The findings come against the backdrop of Pakistan’s persistent education crisis, with an estimated 25 million children currently out of school. Analysts say the increasing reliance on private financing risks deepening disparities in learning outcomes and access between income groups.

Speaking at the dialogue, Mazhar Siraj, Education Team Leader at the Foreign, Commonwealth and Development Office (FCDO), called for a shift toward outcome-focused financing models. He said efficiency reforms must be supported by strong governance and reliable education data systems.

Izzah Farrukh, Senior Education Specialist at the World Bank, noted that the rapid growth of private schooling reflects declining confidence in public education. She said families are increasingly opting out of government schools due to weak accountability and limited responsiveness to community needs.

Meanwhile, Dr Shahid Soroya, Director General of the Pakistan Institute of Education, emphasised the importance of sustained data generation to inform policy decisions, while acknowledging recent improvements in education data consolidation at the federal level.

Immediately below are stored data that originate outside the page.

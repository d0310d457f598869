//! Entry point for the command-line interface.

use uplift::args::{parse_cli, Commands};
use uplift::translate::run_translate;

fn main() -> anyhow::Result<()> {
    let cli = parse_cli();
    match cli.command {
        Commands::Translate(args) => run_translate(args),
    }
}
//! Expression reader: Objective-C expression contexts to Swift expressions.
//!
//! Returns `None` when no translation rule applies; the statement reader
//! then degrades the whole statement to `unknown`, so no partial tree is
//! ever attached.

use crate::context::{ParseContext, Rule};
use crate::lowering::LoweringContext;
use crate::typemap;
use ir::{
    Argument, AssignmentOperator, BinaryOperator, ClosureParameter, Constant, Expression,
    SwiftType, UnaryOperator,
};

pub fn read_expression(ctx: &ParseContext, lc: &LoweringContext<'_>) -> Option<Expression> {
    match ctx.rule {
        Rule::Constant => read_constant(ctx.token_text()),
        Rule::StringLiteral => Some(Expression::constant(Constant::String(string_value(
            ctx.token_text(),
        )))),
        Rule::Identifier => Some(Expression::identifier(ctx.token_text())),
        Rule::ParenExpression => {
            let inner = read_expression(ctx.child_at(0)?, lc)?;
            Some(Expression::parens(inner))
        }
        Rule::BinaryExpression => {
            let op = binary_operator(ctx.token_text())?;
            let lhs = read_expression(ctx.child_at(0)?, lc)?;
            let rhs = read_expression(ctx.child_at(1)?, lc)?;
            Some(Expression::binary(lhs, op, rhs))
        }
        Rule::AssignmentExpression => {
            let op = assignment_operator(ctx.token_text())?;
            let target = read_expression(ctx.child_at(0)?, lc)?;
            let value = read_expression(ctx.child_at(1)?, lc)?;
            Some(Expression::assignment(target, op, value))
        }
        Rule::UnaryExpression => read_unary(ctx, lc),
        Rule::CastExpression => {
            let target = typemap::map_spelled_type(
                ctx.child(Rule::TypeName)?.token_text(),
                lc.mapper,
            );
            let operand = read_expression(ctx.child_at(1)?, lc)?;
            Some(Expression::new(ir::ExpressionKind::Cast {
                operand: Box::new(operand),
                target,
            }))
        }
        Rule::TernaryExpression => {
            let condition = read_expression(ctx.child_at(0)?, lc)?;
            let if_true = read_expression(ctx.child_at(1)?, lc)?;
            let if_false = read_expression(ctx.child_at(2)?, lc)?;
            Some(Expression::new(ir::ExpressionKind::Ternary {
                condition: Box::new(condition),
                if_true: Box::new(if_true),
                if_false: Box::new(if_false),
            }))
        }
        Rule::CallExpression => {
            let callee = read_expression(ctx.child_at(0)?, lc)?;
            let mut arguments = Vec::new();
            for child in &ctx.children[1..] {
                arguments.push(Argument::unlabeled(read_expression(child, lc)?));
            }
            Some(Expression::call(callee, arguments))
        }
        Rule::SubscriptExpression => {
            let base = read_expression(ctx.child_at(0)?, lc)?;
            let index = read_expression(ctx.child_at(1)?, lc)?;
            Some(Expression::subscript(base, index))
        }
        Rule::MemberAccess => {
            let base = read_expression(ctx.child_at(0)?, lc)?;
            Some(Expression::member(base, ctx.token_text()))
        }
        Rule::MessageSend => read_message_send(ctx, lc),
        Rule::BlockLiteral => read_block_literal(ctx, lc),
        Rule::SelectorLiteral => Some(Expression::call(
            Expression::identifier("Selector"),
            vec![Argument::unlabeled(Expression::constant(Constant::String(
                ctx.token_text().to_string(),
            )))],
        )),
        _ => None,
    }
}

/// `[receiver piece:a other:b]` reads as `receiver.piece(a, other: b)`;
/// piece-less sends read as nullary calls.
fn read_message_send(ctx: &ParseContext, lc: &LoweringContext<'_>) -> Option<Expression> {
    let receiver = read_expression(ctx.child_at(0)?, lc)?;
    let pieces: Vec<&ParseContext> = ctx.children_of(Rule::MessagePiece).collect();
    let first = pieces.first()?;
    let callee = Expression::member(receiver, first.token_text());
    let mut arguments = Vec::new();
    for (i, piece) in pieces.iter().enumerate() {
        if let Some(arg) = piece.child_at(0) {
            let value = read_expression(arg, lc)?;
            if i == 0 {
                arguments.push(Argument::unlabeled(value));
            } else {
                arguments.push(Argument::labeled(piece.token_text(), value));
            }
        }
    }
    Some(Expression::call(callee, arguments))
}

fn read_block_literal(ctx: &ParseContext, lc: &LoweringContext<'_>) -> Option<Expression> {
    let return_type = ctx
        .child(Rule::TypeName)
        .map(|t| typemap::map_spelled_type(t.token_text(), lc.mapper))
        .unwrap_or(SwiftType::Void);
    let mut parameters = Vec::new();
    for param in ctx.children_of(Rule::ParameterDeclaration) {
        let ty = param
            .child(Rule::TypeName)
            .map(|t| typemap::map_spelled_type(t.token_text(), lc.mapper))
            .unwrap_or_else(SwiftType::any_object);
        parameters.push(ClosureParameter {
            name: param.token_text().to_string(),
            ty,
        });
    }
    let body = ctx.child(Rule::CompoundStatement)?;
    let body = super::stmt::read_compound(body, lc);
    Some(Expression::new(ir::ExpressionKind::Closure {
        parameters,
        return_type,
        body,
    }))
}

/// Prefix and postfix `++`/`--` both compensate to compound assignments;
/// pointer dereference and address-of have no Swift counterpart and bail.
fn read_unary(ctx: &ParseContext, lc: &LoweringContext<'_>) -> Option<Expression> {
    let operand = read_expression(ctx.child_at(0)?, lc)?;
    match ctx.token_text() {
        "!" => Some(Expression::unary(UnaryOperator::Not, operand)),
        "-" => Some(Expression::unary(UnaryOperator::Negate, operand)),
        "~" => Some(Expression::unary(UnaryOperator::BitwiseNot, operand)),
        "++" | "post++" => Some(Expression::assignment(
            operand,
            AssignmentOperator::AddAssign,
            Expression::int(1),
        )),
        "--" | "post--" => Some(Expression::assignment(
            operand,
            AssignmentOperator::SubtractAssign,
            Expression::int(1),
        )),
        _ => None,
    }
}

fn binary_operator(token: &str) -> Option<BinaryOperator> {
    let op = match token {
        "+" => BinaryOperator::Add,
        "-" => BinaryOperator::Subtract,
        "*" => BinaryOperator::Multiply,
        "/" => BinaryOperator::Divide,
        "%" => BinaryOperator::Modulo,
        "==" => BinaryOperator::Equal,
        "!=" => BinaryOperator::NotEqual,
        "<" => BinaryOperator::Less,
        "<=" => BinaryOperator::LessOrEqual,
        ">" => BinaryOperator::Greater,
        ">=" => BinaryOperator::GreaterOrEqual,
        "&&" => BinaryOperator::LogicalAnd,
        "||" => BinaryOperator::LogicalOr,
        "&" => BinaryOperator::BitwiseAnd,
        "|" => BinaryOperator::BitwiseOr,
        "^" => BinaryOperator::BitwiseXor,
        "<<" => BinaryOperator::ShiftLeft,
        ">>" => BinaryOperator::ShiftRight,
        _ => return None,
    };
    Some(op)
}

fn assignment_operator(token: &str) -> Option<AssignmentOperator> {
    let op = match token {
        "=" => AssignmentOperator::Assign,
        "+=" => AssignmentOperator::AddAssign,
        "-=" => AssignmentOperator::SubtractAssign,
        "*=" => AssignmentOperator::MultiplyAssign,
        "/=" => AssignmentOperator::DivideAssign,
        _ => return None,
    };
    Some(op)
}

fn read_constant(text: &str) -> Option<Expression> {
    let constant = match text {
        "YES" | "true" => Constant::Bool(true),
        "NO" | "false" => Constant::Bool(false),
        "nil" | "Nil" | "NULL" => Constant::Nil,
        _ => {
            if text.starts_with('\'') {
                let inner = text.trim_matches('\'');
                let byte = inner.strip_prefix('\\').map_or_else(
                    || inner.chars().next().map(|c| c as i64),
                    |esc| match esc {
                        "n" => Some(b'\n' as i64),
                        "t" => Some(b'\t' as i64),
                        "0" => Some(0),
                        other => other.chars().next().map(|c| c as i64),
                    },
                )?;
                Constant::Int(byte)
            } else if let Some(hex) = text.strip_prefix("0x").or_else(|| text.strip_prefix("0X")) {
                Constant::Int(i64::from_str_radix(hex.trim_end_matches(int_suffix), 16).ok()?)
            } else if text.contains('.') || text.ends_with('f') || text.ends_with('F') {
                Constant::Float(text.trim_end_matches(['f', 'F']).parse().ok()?)
            } else {
                Constant::Int(text.trim_end_matches(int_suffix).parse().ok()?)
            }
        }
    };
    Some(Expression::constant(constant))
}

fn int_suffix(c: char) -> bool {
    matches!(c, 'u' | 'U' | 'l' | 'L')
}

/// Strips the `@"`/`"` framing and resolves the common escapes.
fn string_value(raw: &str) -> String {
    let inner = raw
        .strip_prefix('@')
        .unwrap_or(raw)
        .trim_matches('"');
    let mut out = String::with_capacity(inner.len());
    let mut chars = inner.chars();
    while let Some(c) = chars.next() {
        if c == '\\' {
            match chars.next() {
                Some('n') => out.push('\n'),
                Some('t') => out.push('\t'),
                Some('"') => out.push('"'),
                Some('\\') => out.push('\\'),
                Some(other) => {
                    out.push('\\');
                    out.push(other);
                }
                None => out.push('\\'),
            }
        } else {
            out.push(c);
        }
    }
    out
}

Former Federal Secretary for Finance and current Federal Secretary for Health Hamed Yaqoob Sheikh described the I-SAPS report as a valuable tool for evidence-based policymaking, particularly at a time of fiscal constraints across social sectors.

Concluding the session, Ahmad Ali, Director Programmes at I-SAPS, urged policymakers to treat rising household spending as a warning sign. He called for renewed investment in public education, better use of existing resources, and financing strategies that protect equity especially for girls and marginalised learners.

Participants at the dialogue agreed that Pakistan’s education financing model is at a critical juncture, warning that without decisive reforms, higher spending may fail to translate into better learning outcomes and could further widen social inequalities.